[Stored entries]

■ ■ ■ ■

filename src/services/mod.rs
pub mod document_service;
pub mod seed_service;
pub mod storage;
pub mod student_service;
pub mod user_service;
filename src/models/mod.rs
// ============================================================================
// MODELS - MAIN MODULE
// ============================================================================
//
// Description:
//   Point d'entrée de tous les modèles de données.
//   Chaque entité correspond à une table via SeaORM ; dto contient les
//   formats JSON de l'API HTTP.
//
// Modules:
//   - users : comptes autorisés à modifier les données (email + hash)
//   - students : profil étudiant
//   - academic_details : college / department / year / CGPA (1:1 étudiant)
//   - documents : métadonnées des fichiers uploadés (1:n étudiant)
//   - health : réponse du health check
//   - dto : corps des requêtes / réponses
//
// Points d'attention:
//   - Les tables sont créées au démarrage à partir de ces entités (db::create_schema)
//   - Les relations sont déclarées des deux côtés pour les jointures
//
// ============================================================================

pub mod users;
pub mod students;
pub mod academic_details;
pub mod documents;
pub mod health;
pub mod dto;
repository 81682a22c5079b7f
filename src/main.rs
mod config;
mod db;
mod error;
mod middleware;
mod models;
mod routes;
mod services;
mod utils;

use std::io;
use std::sync::Arc;

use actix_web::{App, HttpServer};
use tracing_subscriber::EnvFilter;

use crate::config::AppConfig;
use crate::routes::AppState;
use crate::services::seed_service::SeedService;
use crate::services::storage::LocalDiskStorage;

#[actix_web::main]
async fn main() -> io::Result<()> {
    dotenv::dotenv().ok();

    tracing_subscriber::fmt()
        .with_env_filter(EnvFilter::try_from_default_env().unwrap_or_else(|_| EnvFilter::new("info")))
        .init();

    let config = AppConfig::from_env().map_err(|e| io::Error::new(io::ErrorKind::InvalidInput, e))?;

    tracing::info!("connecting to database");
    let db = db::establish_connection(&config.database_url)
        .await
        .map_err(io::Error::other)?;
    db::create_schema(&db).await.map_err(io::Error::other)?;
    tracing::info!("database ready");

    if config.seed_demo_data {
        let inserted = SeedService::seed_demo_data(&db).await.map_err(|e| io::Error::other(e.to_string()))?;
        tracing::info!(inserted, "demo students seeded");
    }

    std::fs::create_dir_all(&config.upload_dir)?;
    let storage = Arc::new(LocalDiskStorage::new(config.upload_dir.clone()));

    let bind = (config.host.clone(), config.port);
    tracing::info!(host = %bind.0, port = bind.1, upload_dir = %storage.root().display(), "starting server");

    let state = AppState::new(db, config, storage);

    HttpServer::new(move || {
        App::new()
            .wrap(actix_web::middleware::Logger::default())
            .configure(routes::configure_app(state.clone()))
    })
    .bind(bind)?
    .run()
    .await
}
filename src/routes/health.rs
use actix_web::{get, web, HttpResponse};
use chrono::Utc;
use sea_orm::DatabaseConnection;

use crate::db;
use crate::models::health::HealthResponse;

#[get("/")]
pub async fn root() -> HttpResponse {
    HttpResponse::Ok()
        .content_type("text/html; charset=utf-8")
        .body(concat!(
            "<html><head><title>Student Management System</title></head><body>",
            "<h1>Welcome to the Student Management System API</h1>",
            "<p>Try <a href=\"/health\">/health</a> or <a href=\"/students\">/students</a>.</p>",
            "</body></html>",
        ))
}

#[get("/health")]
pub async fn health_check(db: web::Data<DatabaseConnection>) -> HttpResponse {
    let database_up = db::ping(db.get_ref()).await;

    let response = HealthResponse {
        status: if database_up { "healthy" } else { "degraded" },
        database: if database_up { "up" } else { "down" },
        time: Utc::now(),
    };

    if database_up {
        HttpResponse::Ok().json(response)
    } else {
        HttpResponse::ServiceUnavailable().json(response)
    }
}
use actix_web::{dev::Payload, http::header, web, FromRequest, HttpRequest};
use futures::future::{ready, Ready};
use serde::{Deserialize, Serialize};

use crate::error::AppError;
use crate::utils::jwt::TokenIssuer;

/// Identité de l'appelant, vérifiée à partir du bearer token.
/// Les routes protégées la prennent en paramètre : la vérification passe avant le handler.
#[derive(Debug, Clone, Serialize, Deserialize)]
pub struct AuthUser {
    pub user_id: i32,
    pub email: String,
}

impl FromRequest for AuthUser {
    type Error = AppError;
    type Future = Ready<Result<Self, Self::Error>>;

    fn from_request(req: &HttpRequest, _payload: &mut Payload) -> Self::Future {
        ready(authenticate(req))
    }
}

fn authenticate(req: &HttpRequest) -> Result<AuthUser, AppError> {
    let issuer = req
        .app_data::<web::Data<TokenIssuer>>()
        .ok_or_else(|| AppError::Internal("TokenIssuer is not registered".to_string()))?;

    // 1. Extraire le header Authorization
    let auth_header = req
        .headers()
        .get(header::AUTHORIZATION)
        .ok_or_else(|| AppError::Unauthorized("Missing Authorization header".to_string()))?;

    let auth_str = auth_header
        .to_str()
        .map_err(|_| AppError::Unauthorized("Invalid Authorization header".to_string()))?;

    // 2. Extraire le token (format: "Bearer <token>")
    let token = auth_str
        .strip_prefix("Bearer ")
        .map(str::trim)
        .filter(|t| !t.is_empty())
        .ok_or_else(|| {
            AppError::Unauthorized("Invalid Authorization format (expected: Bearer <token>)".to_string())
        })?;

    // 3. Vérifier la signature et l'expiration
    let claims = issuer.verify(token).map_err(|e| {
        tracing::debug!(error = %e, path = req.path(), "rejected bearer token");
        e
    })?;

    Ok(AuthUser {
        user_id: claims.sub,
        email: claims.email,
    })
}
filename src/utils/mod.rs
pub mod jwt;
pub mod password;
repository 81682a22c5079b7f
// ============================================================================
// MODEL : DOCUMENTS
// ============================================================================
//
// Description:
//   Métadonnées d'un fichier uploadé pour un étudiant. Le contenu est sur
//   le disque (voir services::storage), cette ligne pointe seulement dessus.
//
// Colonnes:
//   - doc_type      : "resume", "id_proof", "document", ...
//   - filename      : nom du fichier envoyé par le client
//   - storage_path  : chemin relatif à UPLOAD_DIR, ex.
//                     student_12/4f1c..._resume.pdf
//
// Points d'attention:
//   - La ligne et le fichier sont supprimés ensemble (la suppression d'un
//     étudiant supprime les fichiers après le commit de la transaction)
//
// ============================================================================

use serde::{Serialize, Deserialize};
use sea_orm::entity::prelude::*;

#[derive(Clone, Debug, PartialEq, DeriveEntityModel, Serialize, Deserialize)]
#[sea_orm(table_name = "documents")]
pub struct Model {
    #[sea_orm(primary_key)]
    pub id: i32,
    pub student_id: i32,
    #[sea_orm(column_type = "String(StringLen::N(50))")]
    pub doc_type: String,
    pub filename: String,
    #[sea_orm(column_type = "Text")]
    pub storage_path: String,
    pub content_type: Option<String>,
    pub size_bytes: i64,
    pub uploaded_at: DateTimeUtc,
}

#[derive(Copy, Clone, Debug, EnumIter, DeriveRelation)]
pub enum Relation {
    #[sea_orm(
        belongs_to = "super::students::Entity",
        from = "Column::StudentId",
        to = "super::students::Column::Id",
        on_delete = "Cascade"
    )]
    Student,
}

impl Related<super::students::Entity> for Entity {
    fn to() -> RelationDef {
        Relation::Student.def()
    }
}

impl ActiveModelBehavior for ActiveModel {}
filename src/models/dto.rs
// Corps des requêtes / réponses de l'API HTTP
use chrono::{DateTime, Utc};
use serde::{de, Deserialize, Deserializer, Serialize};
use validator::Validate;

use super::{academic_details, documents, students};

// ---------------------------------------------------------------- auth

#[derive(Debug, Deserialize, Validate)]
pub struct RegisterRequest {
    #[validate(email, length(max = 100))]
    pub email: String,
    #[validate(length(min = 8, max = 128))]
    pub password: String,
}

#[derive(Debug, Deserialize)]
pub struct LoginRequest {
    pub email: String,
    pub password: String,
}

#[derive(Debug, Serialize)]
pub struct RegisterResponse {
    pub user_id: i32,
    pub email: String,
}

#[derive(Debug, Serialize)]
pub struct TokenResponse {
    pub token: String,
    pub token_type: &'static str,
    pub expires_in: i64, // secondes
}

#[derive(Debug, Serialize)]
pub struct MeResponse {
    pub user_id: i32,
    pub email: String,
}

// ---------------------------------------------------------------- students

#[derive(Debug, Clone, Deserialize, Validate)]
pub struct AcademicDetailsInput {
    #[validate(length(min = 1, max = 200))]
    pub college_name: String,
    #[validate(length(min = 1, max = 100))]
    pub department: String,
    #[validate(range(min = 1900, max = 2100))]
    pub graduation_year: i32,
    #[validate(range(min = 0.0, max = 10.0))]
    pub cgpa: f64,
    #[serde(default)]
    #[validate(range(min = 0))]
    pub backlogs: i32,
}

#[derive(Debug, Clone, Deserialize, Validate)]
pub struct CreateStudentRequest {
    #[validate(length(min = 1, max = 100))]
    pub name: String,
    #[validate(email, length(max = 100))]
    pub email: String,
    #[validate(length(min = 1, max = 15))]
    pub phone: String,
    #[validate(length(min = 1, max = 10))]
    pub gender: String,
    #[validate(nested)]
    pub academic_details: AcademicDetailsInput,
}

/// Tous les champs sont optionnels : seul ce qui est envoyé est écrit.
#[derive(Debug, Clone, Default, Deserialize, Validate)]
pub struct AcademicDetailsPatch {
    #[validate(length(min = 1, max = 200))]
    pub college_name: Option<String>,
    #[validate(length(min = 1, max = 100))]
    pub department: Option<String>,
    #[validate(range(min = 1900, max = 2100))]
    pub graduation_year: Option<i32>,
    #[validate(range(min = 0.0, max = 10.0))]
    pub cgpa: Option<f64>,
    #[validate(range(min = 0))]
    pub backlogs: Option<i32>,
}

#[derive(Debug, Clone, Default, Deserialize, Validate)]
pub struct UpdateStudentRequest {
    #[validate(length(min = 1, max = 100))]
    pub name: Option<String>,
    #[validate(email, length(max = 100))]
    pub email: Option<String>,
    #[validate(length(min = 1, max = 15))]
    pub phone: Option<String>,
    #[validate(length(min = 1, max = 10))]
    pub gender: Option<String>,
    #[validate(nested)]
    pub academic_details: Option<AcademicDetailsPatch>,
}

#[derive(Debug, Clone, Copy, Default, Deserialize, Validate)]
pub struct Pagination {
    pub skip: Option<u64>,
    #[validate(range(min = 1, max = 100))]
    pub limit: Option<u64>,
}

#[derive(Debug, Clone, Default, Deserialize, Validate)]
pub struct SearchQuery {
    pub college: Option<String>,
    #[serde(default, deserialize_with = "empty_as_none")]
    pub year: Option<i32>,
    pub department: Option<String>,
    pub skip: Option<u64>,
    #[validate(range(min = 1, max = 100))]
    pub limit: Option<u64>,
}

/// `?year=` (vide) veut dire "pas de filtre", pas une erreur de parsing.
fn empty_as_none<'de, D>(deserializer: D) -> Result<Option<i32>, D::Error>
where
    D: Deserializer<'de>,
{
    match Option::<String>::deserialize(deserializer)? {
        Some(raw) if !raw.trim().is_empty() => raw.trim().parse().map(Some).map_err(de::Error::custom),
        _ => Ok(None),
    }
}

impl SearchQuery {
    pub fn pagination(&self) -> Pagination {
        Pagination {
            skip: self.skip,
            limit: self.limit,
        }
    }
}

/// Étudiant avec ses infos académiques et ses documents, tel que retourné par l'API.
#[derive(Debug, Clone, PartialEq, Serialize)]
pub struct StudentResponse {
    pub id: i32,
    pub name: String,
    pub email: String,
    pub phone: String,
    pub gender: String,
    pub owner_user_id: Option<i32>,
    pub created_at: DateTime<Utc>,
    pub academic_details: Option<academic_details::Model>,
    pub documents: Vec<documents::Model>,
}

impl StudentResponse {
    pub fn assemble(
        student: students::Model,
        academic_details: Option<academic_details::Model>,
        documents: Vec<documents::Model>,
    ) -> Self {
        Self {
            id: student.id,
            name: student.name,
            email: student.email,
            phone: student.phone,
            gender: student.gender,
            owner_user_id: student.owner_user_id,
            created_at: student.created_at,
            academic_details,
            documents,
        }
    }
}

// ---------------------------------------------------------------- documents

#[derive(Debug, Serialize)]
pub struct UploadResponse {
    pub message: String,
    pub files: Vec<documents::Model>,
}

■ ■ ■ ■

■ EXERCISE REQUIREMENTS
A verbatim transcription is needed of the lines above, starting at the line with "let state = AppState::new(db, config, storage);" and ending at the line with "to the Student", both included, and of nothing else.

■ SOLUTION FOR THIS EXERCISE
    let state = AppState::new(db, config, storage);

    HttpServer::new(move || {
        App::new()
            .wrap(actix_web::middleware::Logger::default())
            .configure(routes::configure_app(state.clone()))
    })
    .bind(bind)?
    .run()
    .await
}
filename src/routes/health.rs
use actix_web::{get, web, HttpResponse};
use chrono::Utc;
use sea_orm::DatabaseConnection;

use crate::db;
use crate::models::health::HealthResponse;

#[get("/")]
pub async fn root() -> HttpResponse {
    HttpResponse::Ok()
        .content_type("text/html; charset=utf-8")
        .body(concat!(
            "<html><head><title>Student Management System</title></head><body>",
            "<h1>Welcome to the Student Management System API</h1>",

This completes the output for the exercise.